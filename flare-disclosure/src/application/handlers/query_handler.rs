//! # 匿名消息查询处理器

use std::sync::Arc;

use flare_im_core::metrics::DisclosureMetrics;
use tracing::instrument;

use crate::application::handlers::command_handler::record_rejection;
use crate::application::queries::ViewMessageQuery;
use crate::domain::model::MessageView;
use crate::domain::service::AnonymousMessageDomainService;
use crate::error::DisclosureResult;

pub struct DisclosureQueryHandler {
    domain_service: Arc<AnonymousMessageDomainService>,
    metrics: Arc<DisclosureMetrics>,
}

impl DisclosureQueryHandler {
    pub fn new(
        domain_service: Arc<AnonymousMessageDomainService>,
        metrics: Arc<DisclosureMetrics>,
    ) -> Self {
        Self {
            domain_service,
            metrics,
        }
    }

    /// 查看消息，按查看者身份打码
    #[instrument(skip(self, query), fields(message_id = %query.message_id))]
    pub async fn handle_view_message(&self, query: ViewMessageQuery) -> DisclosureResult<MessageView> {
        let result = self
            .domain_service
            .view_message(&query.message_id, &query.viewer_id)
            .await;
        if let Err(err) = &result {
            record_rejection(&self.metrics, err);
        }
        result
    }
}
************
**Task to carry out:** The word "handlers" appears in how many lines of the data? Answer with only the number.

**Result for this exercise:** 2